Your objective - For this exercise, return all the data exactly as it stands.

Source material -
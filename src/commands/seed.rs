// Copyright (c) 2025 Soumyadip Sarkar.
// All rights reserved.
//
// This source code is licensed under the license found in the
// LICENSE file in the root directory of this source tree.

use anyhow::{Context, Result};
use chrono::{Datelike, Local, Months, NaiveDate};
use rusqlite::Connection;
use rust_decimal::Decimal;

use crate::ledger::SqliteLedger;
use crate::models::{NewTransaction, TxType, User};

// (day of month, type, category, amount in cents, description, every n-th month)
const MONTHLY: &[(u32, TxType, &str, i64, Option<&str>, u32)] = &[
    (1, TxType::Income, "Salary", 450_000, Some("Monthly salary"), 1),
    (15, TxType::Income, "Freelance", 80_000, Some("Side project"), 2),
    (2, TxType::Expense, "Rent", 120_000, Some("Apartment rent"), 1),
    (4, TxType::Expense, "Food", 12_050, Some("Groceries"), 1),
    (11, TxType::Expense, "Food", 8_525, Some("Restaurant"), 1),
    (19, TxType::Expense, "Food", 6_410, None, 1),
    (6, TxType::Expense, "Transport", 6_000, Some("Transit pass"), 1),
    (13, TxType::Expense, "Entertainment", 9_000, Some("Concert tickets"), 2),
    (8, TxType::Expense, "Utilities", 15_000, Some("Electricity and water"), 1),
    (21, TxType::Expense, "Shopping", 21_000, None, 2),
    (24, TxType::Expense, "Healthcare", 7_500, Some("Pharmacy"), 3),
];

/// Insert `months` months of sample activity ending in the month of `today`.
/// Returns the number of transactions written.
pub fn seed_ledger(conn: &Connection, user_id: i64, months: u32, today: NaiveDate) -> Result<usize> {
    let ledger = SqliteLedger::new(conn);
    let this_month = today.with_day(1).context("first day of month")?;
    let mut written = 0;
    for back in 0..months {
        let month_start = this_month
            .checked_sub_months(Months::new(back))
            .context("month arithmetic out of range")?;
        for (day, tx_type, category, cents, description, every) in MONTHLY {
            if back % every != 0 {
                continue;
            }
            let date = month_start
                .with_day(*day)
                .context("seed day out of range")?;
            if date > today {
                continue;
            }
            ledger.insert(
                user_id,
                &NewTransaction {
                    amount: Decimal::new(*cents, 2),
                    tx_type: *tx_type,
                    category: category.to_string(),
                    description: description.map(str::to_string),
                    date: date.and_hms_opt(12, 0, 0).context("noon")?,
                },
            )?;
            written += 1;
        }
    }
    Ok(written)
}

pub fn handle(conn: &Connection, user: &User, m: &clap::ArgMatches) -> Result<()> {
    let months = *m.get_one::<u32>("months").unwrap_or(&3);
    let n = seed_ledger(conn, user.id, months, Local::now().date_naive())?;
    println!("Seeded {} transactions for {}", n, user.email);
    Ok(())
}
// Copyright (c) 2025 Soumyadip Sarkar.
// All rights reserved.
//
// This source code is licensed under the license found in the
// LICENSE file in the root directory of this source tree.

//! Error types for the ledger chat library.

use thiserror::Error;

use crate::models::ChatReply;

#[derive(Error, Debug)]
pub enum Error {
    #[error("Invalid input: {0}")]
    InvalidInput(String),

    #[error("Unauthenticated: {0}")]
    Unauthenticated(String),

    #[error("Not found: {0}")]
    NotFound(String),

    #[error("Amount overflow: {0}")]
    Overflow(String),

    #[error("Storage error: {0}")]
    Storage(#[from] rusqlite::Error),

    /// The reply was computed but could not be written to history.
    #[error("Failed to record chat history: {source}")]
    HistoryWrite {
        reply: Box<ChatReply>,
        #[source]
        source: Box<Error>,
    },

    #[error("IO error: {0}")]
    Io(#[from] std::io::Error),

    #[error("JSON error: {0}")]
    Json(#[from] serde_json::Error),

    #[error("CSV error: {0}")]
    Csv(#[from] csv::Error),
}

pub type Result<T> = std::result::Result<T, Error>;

Exercise response -
filename src/commands/seed.rs
// Copyright (c) 2025 Soumyadip Sarkar.
// All rights reserved.
//
// This source code is licensed under the license found in the
// LICENSE file in the root directory of this source tree.

use anyhow::{Context, Result};
use chrono::{Datelike, Local, Months, NaiveDate};
use rusqlite::Connection;
use rust_decimal::Decimal;

use crate::ledger::SqliteLedger;
use crate::models::{NewTransaction, TxType, User};

// (day of month, type, category, amount in cents, description, every n-th month)
const MONTHLY: &[(u32, TxType, &str, i64, Option<&str>, u32)] = &[
    (1, TxType::Income, "Salary", 450_000, Some("Monthly salary"), 1),
    (15, TxType::Income, "Freelance", 80_000, Some("Side project"), 2),
    (2, TxType::Expense, "Rent", 120_000, Some("Apartment rent"), 1),
    (4, TxType::Expense, "Food", 12_050, Some("Groceries"), 1),
    (11, TxType::Expense, "Food", 8_525, Some("Restaurant"), 1),
    (19, TxType::Expense, "Food", 6_410, None, 1),
    (6, TxType::Expense, "Transport", 6_000, Some("Transit pass"), 1),
    (13, TxType::Expense, "Entertainment", 9_000, Some("Concert tickets"), 2),
    (8, TxType::Expense, "Utilities", 15_000, Some("Electricity and water"), 1),
    (21, TxType::Expense, "Shopping", 21_000, None, 2),
    (24, TxType::Expense, "Healthcare", 7_500, Some("Pharmacy"), 3),
];

/// Insert `months` months of sample activity ending in the month of `today`.
/// Returns the number of transactions written.
pub fn seed_ledger(conn: &Connection, user_id: i64, months: u32, today: NaiveDate) -> Result<usize> {
    let ledger = SqliteLedger::new(conn);
    let this_month = today.with_day(1).context("first day of month")?;
    let mut written = 0;
    for back in 0..months {
        let month_start = this_month
            .checked_sub_months(Months::new(back))
            .context("month arithmetic out of range")?;
        for (day, tx_type, category, cents, description, every) in MONTHLY {
            if back % every != 0 {
                continue;
            }
            let date = month_start
                .with_day(*day)
                .context("seed day out of range")?;
            if date > today {
                continue;
            }
            ledger.insert(
                user_id,
                &NewTransaction {
                    amount: Decimal::new(*cents, 2),
                    tx_type: *tx_type,
                    category: category.to_string(),
                    description: description.map(str::to_string),
                    date: date.and_hms_opt(12, 0, 0).context("noon")?,
                },
            )?;
            written += 1;
        }
    }
    Ok(written)
}

pub fn handle(conn: &Connection, user: &User, m: &clap::ArgMatches) -> Result<()> {
    let months = *m.get_one::<u32>("months").unwrap_or(&3);
    let n = seed_ledger(conn, user.id, months, Local::now().date_naive())?;
    println!("Seeded {} transactions for {}", n, user.email);
    Ok(())
}
// Copyright (c) 2025 Soumyadip Sarkar.
// All rights reserved.
//
// This source code is licensed under the license found in the
// LICENSE file in the root directory of this source tree.

//! Error types for the ledger chat library.

use thiserror::Error;

use crate::models::ChatReply;

#[derive(Error, Debug)]
pub enum Error {
    #[error("Invalid input: {0}")]
    InvalidInput(String),

    #[error("Unauthenticated: {0}")]
    Unauthenticated(String),

    #[error("Not found: {0}")]
    NotFound(String),

    #[error("Amount overflow: {0}")]
    Overflow(String),

    #[error("Storage error: {0}")]
    Storage(#[from] rusqlite::Error),

    /// The reply was computed but could not be written to history.
    #[error("Failed to record chat history: {source}")]
    HistoryWrite {
        reply: Box<ChatReply>,
        #[source]
        source: Box<Error>,
    },

    #[error("IO error: {0}")]
    Io(#[from] std::io::Error),

    #[error("JSON error: {0}")]
    Json(#[from] serde_json::Error),

    #[error("CSV error: {0}")]
    Csv(#[from] csv::Error),
}

pub type Result<T> = std::result::Result<T, Error>;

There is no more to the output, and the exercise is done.